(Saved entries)
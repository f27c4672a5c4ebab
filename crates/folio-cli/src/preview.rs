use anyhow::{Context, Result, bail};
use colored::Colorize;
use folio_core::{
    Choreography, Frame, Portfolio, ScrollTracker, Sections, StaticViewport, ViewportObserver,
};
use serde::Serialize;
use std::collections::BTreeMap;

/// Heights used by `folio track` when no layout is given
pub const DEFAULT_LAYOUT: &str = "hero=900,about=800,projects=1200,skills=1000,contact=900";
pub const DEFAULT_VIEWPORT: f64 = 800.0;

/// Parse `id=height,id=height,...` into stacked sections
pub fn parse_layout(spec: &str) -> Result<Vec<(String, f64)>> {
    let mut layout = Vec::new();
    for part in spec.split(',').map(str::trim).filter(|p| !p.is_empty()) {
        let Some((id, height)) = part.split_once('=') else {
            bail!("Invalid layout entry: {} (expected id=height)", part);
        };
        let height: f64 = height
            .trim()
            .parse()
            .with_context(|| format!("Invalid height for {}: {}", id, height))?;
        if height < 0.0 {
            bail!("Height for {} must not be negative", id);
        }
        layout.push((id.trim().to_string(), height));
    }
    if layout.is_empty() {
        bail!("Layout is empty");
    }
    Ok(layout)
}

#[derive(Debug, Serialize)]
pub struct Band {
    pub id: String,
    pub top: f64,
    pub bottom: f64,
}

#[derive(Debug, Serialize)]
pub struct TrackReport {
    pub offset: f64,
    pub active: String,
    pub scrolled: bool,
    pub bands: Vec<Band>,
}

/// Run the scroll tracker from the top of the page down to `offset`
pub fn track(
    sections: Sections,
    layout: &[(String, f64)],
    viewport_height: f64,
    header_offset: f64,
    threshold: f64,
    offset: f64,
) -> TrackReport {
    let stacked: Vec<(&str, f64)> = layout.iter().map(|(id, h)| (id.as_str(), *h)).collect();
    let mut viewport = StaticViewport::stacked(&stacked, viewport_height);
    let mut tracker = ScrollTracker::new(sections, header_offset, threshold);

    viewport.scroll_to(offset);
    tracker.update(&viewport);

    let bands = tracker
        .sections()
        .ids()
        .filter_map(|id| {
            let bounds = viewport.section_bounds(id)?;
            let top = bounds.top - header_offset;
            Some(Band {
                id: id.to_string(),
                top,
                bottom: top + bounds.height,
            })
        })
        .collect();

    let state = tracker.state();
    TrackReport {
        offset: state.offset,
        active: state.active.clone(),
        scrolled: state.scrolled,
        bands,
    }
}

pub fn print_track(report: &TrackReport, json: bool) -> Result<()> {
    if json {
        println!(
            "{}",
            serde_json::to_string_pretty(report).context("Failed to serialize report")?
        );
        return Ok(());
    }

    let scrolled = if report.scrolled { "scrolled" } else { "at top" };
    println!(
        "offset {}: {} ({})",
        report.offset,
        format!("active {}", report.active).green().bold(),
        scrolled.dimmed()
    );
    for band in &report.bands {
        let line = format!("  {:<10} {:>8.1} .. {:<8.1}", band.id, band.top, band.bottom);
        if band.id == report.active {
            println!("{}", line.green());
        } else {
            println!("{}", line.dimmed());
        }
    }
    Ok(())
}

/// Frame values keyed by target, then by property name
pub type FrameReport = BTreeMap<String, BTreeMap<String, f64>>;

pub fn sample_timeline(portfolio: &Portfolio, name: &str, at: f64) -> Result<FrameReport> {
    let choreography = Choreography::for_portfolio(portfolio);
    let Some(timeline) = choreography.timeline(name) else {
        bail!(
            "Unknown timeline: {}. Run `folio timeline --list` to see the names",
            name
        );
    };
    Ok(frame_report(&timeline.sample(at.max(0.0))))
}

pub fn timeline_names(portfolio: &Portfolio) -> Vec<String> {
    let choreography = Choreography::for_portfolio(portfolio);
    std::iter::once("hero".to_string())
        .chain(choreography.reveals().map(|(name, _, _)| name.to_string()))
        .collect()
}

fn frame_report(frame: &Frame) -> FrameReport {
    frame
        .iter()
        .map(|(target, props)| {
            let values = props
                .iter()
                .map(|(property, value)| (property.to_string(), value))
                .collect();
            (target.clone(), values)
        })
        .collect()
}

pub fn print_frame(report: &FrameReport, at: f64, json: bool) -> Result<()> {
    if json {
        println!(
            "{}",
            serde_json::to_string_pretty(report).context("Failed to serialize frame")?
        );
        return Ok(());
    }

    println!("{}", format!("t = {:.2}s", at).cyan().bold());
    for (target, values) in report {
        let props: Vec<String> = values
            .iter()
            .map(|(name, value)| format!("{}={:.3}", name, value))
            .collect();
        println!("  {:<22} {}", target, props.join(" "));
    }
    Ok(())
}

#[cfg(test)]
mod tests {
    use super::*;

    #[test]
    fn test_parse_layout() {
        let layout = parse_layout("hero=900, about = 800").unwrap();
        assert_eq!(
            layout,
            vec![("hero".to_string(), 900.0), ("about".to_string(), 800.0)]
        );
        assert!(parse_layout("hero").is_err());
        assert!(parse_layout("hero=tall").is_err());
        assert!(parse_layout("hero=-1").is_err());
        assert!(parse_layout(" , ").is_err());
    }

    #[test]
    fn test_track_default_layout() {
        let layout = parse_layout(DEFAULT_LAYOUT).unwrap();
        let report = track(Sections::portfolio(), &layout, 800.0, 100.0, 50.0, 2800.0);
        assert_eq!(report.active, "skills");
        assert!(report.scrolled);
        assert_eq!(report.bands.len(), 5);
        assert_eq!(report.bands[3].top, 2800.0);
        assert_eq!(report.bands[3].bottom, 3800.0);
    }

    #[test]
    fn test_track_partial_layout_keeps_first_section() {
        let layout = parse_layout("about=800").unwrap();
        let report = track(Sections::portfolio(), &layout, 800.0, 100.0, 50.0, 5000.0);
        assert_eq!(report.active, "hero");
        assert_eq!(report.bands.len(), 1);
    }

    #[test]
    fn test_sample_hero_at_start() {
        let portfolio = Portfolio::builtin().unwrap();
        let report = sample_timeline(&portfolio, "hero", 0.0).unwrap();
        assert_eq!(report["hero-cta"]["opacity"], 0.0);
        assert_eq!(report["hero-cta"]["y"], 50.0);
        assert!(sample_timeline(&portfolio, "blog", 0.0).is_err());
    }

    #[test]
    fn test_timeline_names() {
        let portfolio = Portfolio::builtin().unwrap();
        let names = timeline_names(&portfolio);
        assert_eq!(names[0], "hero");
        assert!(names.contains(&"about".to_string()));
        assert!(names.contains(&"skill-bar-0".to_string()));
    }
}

▶ _WORK REQUIRED_: An exact copy of every record is required.

▶ _ANSWER SPACE_:
repository f27c4672a5c4ebab
filename crates/folio-cli/src/preview.rs
use anyhow::{Context, Result, bail};
use colored::Colorize;
use folio_core::{
    Choreography, Frame, Portfolio, ScrollTracker, Sections, StaticViewport, ViewportObserver,
};
use serde::Serialize;
use std::collections::BTreeMap;

/// Heights used by `folio track` when no layout is given
pub const DEFAULT_LAYOUT: &str = "hero=900,about=800,projects=1200,skills=1000,contact=900";
pub const DEFAULT_VIEWPORT: f64 = 800.0;

/// Parse `id=height,id=height,...` into stacked sections
pub fn parse_layout(spec: &str) -> Result<Vec<(String, f64)>> {
    let mut layout = Vec::new();
    for part in spec.split(',').map(str::trim).filter(|p| !p.is_empty()) {
        let Some((id, height)) = part.split_once('=') else {
            bail!("Invalid layout entry: {} (expected id=height)", part);
        };
        let height: f64 = height
            .trim()
            .parse()
            .with_context(|| format!("Invalid height for {}: {}", id, height))?;
        if height < 0.0 {
            bail!("Height for {} must not be negative", id);
        }
        layout.push((id.trim().to_string(), height));
    }
    if layout.is_empty() {
        bail!("Layout is empty");
    }
    Ok(layout)
}

#[derive(Debug, Serialize)]
pub struct Band {
    pub id: String,
    pub top: f64,
    pub bottom: f64,
}

#[derive(Debug, Serialize)]
pub struct TrackReport {
    pub offset: f64,
    pub active: String,
    pub scrolled: bool,
    pub bands: Vec<Band>,
}

/// Run the scroll tracker from the top of the page down to `offset`
pub fn track(
    sections: Sections,
    layout: &[(String, f64)],
    viewport_height: f64,
    header_offset: f64,
    threshold: f64,
    offset: f64,
) -> TrackReport {
    let stacked: Vec<(&str, f64)> = layout.iter().map(|(id, h)| (id.as_str(), *h)).collect();
    let mut viewport = StaticViewport::stacked(&stacked, viewport_height);
    let mut tracker = ScrollTracker::new(sections, header_offset, threshold);

    viewport.scroll_to(offset);
    tracker.update(&viewport);

    let bands = tracker
        .sections()
        .ids()
        .filter_map(|id| {
            let bounds = viewport.section_bounds(id)?;
            let top = bounds.top - header_offset;
            Some(Band {
                id: id.to_string(),
                top,
                bottom: top + bounds.height,
            })
        })
        .collect();

    let state = tracker.state();
    TrackReport {
        offset: state.offset,
        active: state.active.clone(),
        scrolled: state.scrolled,
        bands,
    }
}

pub fn print_track(report: &TrackReport, json: bool) -> Result<()> {
    if json {
        println!(
            "{}",
            serde_json::to_string_pretty(report).context("Failed to serialize report")?
        );
        return Ok(());
    }

    let scrolled = if report.scrolled { "scrolled" } else { "at top" };
    println!(
        "offset {}: {} ({})",
        report.offset,
        format!("active {}", report.active).green().bold(),
        scrolled.dimmed()
    );
    for band in &report.bands {
        let line = format!("  {:<10} {:>8.1} .. {:<8.1}", band.id, band.top, band.bottom);
        if band.id == report.active {
            println!("{}", line.green());
        } else {
            println!("{}", line.dimmed());
        }
    }
    Ok(())
}

/// Frame values keyed by target, then by property name
pub type FrameReport = BTreeMap<String, BTreeMap<String, f64>>;

pub fn sample_timeline(portfolio: &Portfolio, name: &str, at: f64) -> Result<FrameReport> {
    let choreography = Choreography::for_portfolio(portfolio);
    let Some(timeline) = choreography.timeline(name) else {
        bail!(
            "Unknown timeline: {}. Run `folio timeline --list` to see the names",
            name
        );
    };
    Ok(frame_report(&timeline.sample(at.max(0.0))))
}

pub fn timeline_names(portfolio: &Portfolio) -> Vec<String> {
    let choreography = Choreography::for_portfolio(portfolio);
    std::iter::once("hero".to_string())
        .chain(choreography.reveals().map(|(name, _, _)| name.to_string()))
        .collect()
}

fn frame_report(frame: &Frame) -> FrameReport {
    frame
        .iter()
        .map(|(target, props)| {
            let values = props
                .iter()
                .map(|(property, value)| (property.to_string(), value))
                .collect();
            (target.clone(), values)
        })
        .collect()
}

pub fn print_frame(report: &FrameReport, at: f64, json: bool) -> Result<()> {
    if json {
        println!(
            "{}",
            serde_json::to_string_pretty(report).context("Failed to serialize frame")?
        );
        return Ok(());
    }

    println!("{}", format!("t = {:.2}s", at).cyan().bold());
    for (target, values) in report {
        let props: Vec<String> = values
            .iter()
            .map(|(name, value)| format!("{}={:.3}", name, value))
            .collect();
        println!("  {:<22} {}", target, props.join(" "));
    }
    Ok(())
}

#[cfg(test)]
mod tests {
    use super::*;

    #[test]
    fn test_parse_layout() {
        let layout = parse_layout("hero=900, about = 800").unwrap();
        assert_eq!(
            layout,
            vec![("hero".to_string(), 900.0), ("about".to_string(), 800.0)]
        );
        assert!(parse_layout("hero").is_err());
        assert!(parse_layout("hero=tall").is_err());
        assert!(parse_layout("hero=-1").is_err());
        assert!(parse_layout(" , ").is_err());
    }

    #[test]
    fn test_track_default_layout() {
        let layout = parse_layout(DEFAULT_LAYOUT).unwrap();
        let report = track(Sections::portfolio(), &layout, 800.0, 100.0, 50.0, 2800.0);
        assert_eq!(report.active, "skills");
        assert!(report.scrolled);
        assert_eq!(report.bands.len(), 5);
        assert_eq!(report.bands[3].top, 2800.0);
        assert_eq!(report.bands[3].bottom, 3800.0);
    }

    #[test]
    fn test_track_partial_layout_keeps_first_section() {
        let layout = parse_layout("about=800").unwrap();
        let report = track(Sections::portfolio(), &layout, 800.0, 100.0, 50.0, 5000.0);
        assert_eq!(report.active, "hero");
        assert_eq!(report.bands.len(), 1);
    }

    #[test]
    fn test_sample_hero_at_start() {
        let portfolio = Portfolio::builtin().unwrap();
        let report = sample_timeline(&portfolio, "hero", 0.0).unwrap();
        assert_eq!(report["hero-cta"]["opacity"], 0.0);
        assert_eq!(report["hero-cta"]["y"], 50.0);
        assert!(sample_timeline(&portfolio, "blog", 0.0).is_err());
    }

    #[test]
    fn test_timeline_names() {
        let portfolio = Portfolio::builtin().unwrap();
        let names = timeline_names(&portfolio);
        assert_eq!(names[0], "hero");
        assert!(names.contains(&"about".to_string()));
        assert!(names.contains(&"skill-bar-0".to_string()));
    }
}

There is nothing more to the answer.